Data provided:
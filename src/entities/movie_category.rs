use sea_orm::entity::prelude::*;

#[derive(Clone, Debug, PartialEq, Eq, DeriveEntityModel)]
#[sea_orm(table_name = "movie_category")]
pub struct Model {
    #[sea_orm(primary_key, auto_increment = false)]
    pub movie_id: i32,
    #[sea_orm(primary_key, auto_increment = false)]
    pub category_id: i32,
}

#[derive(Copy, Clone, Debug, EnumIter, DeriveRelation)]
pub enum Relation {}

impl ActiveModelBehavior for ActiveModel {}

--

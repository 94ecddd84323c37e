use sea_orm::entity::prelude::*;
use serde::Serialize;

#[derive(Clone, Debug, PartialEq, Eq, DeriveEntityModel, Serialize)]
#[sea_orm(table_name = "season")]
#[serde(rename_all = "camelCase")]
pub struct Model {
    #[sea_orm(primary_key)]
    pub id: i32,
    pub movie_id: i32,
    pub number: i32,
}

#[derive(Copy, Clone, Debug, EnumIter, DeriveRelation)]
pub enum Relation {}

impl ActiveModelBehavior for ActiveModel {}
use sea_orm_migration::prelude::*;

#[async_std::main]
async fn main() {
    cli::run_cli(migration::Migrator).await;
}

What is required:
Above are the records. Copy every line in them holding "Debug".

Answer space:
#[derive(Clone, Debug, PartialEq, Eq, DeriveEntityModel)]
#[derive(Copy, Clone, Debug, EnumIter, DeriveRelation)]
#[derive(Clone, Debug, PartialEq, Eq, DeriveEntityModel, Serialize)]
#[derive(Copy, Clone, Debug, EnumIter, DeriveRelation)]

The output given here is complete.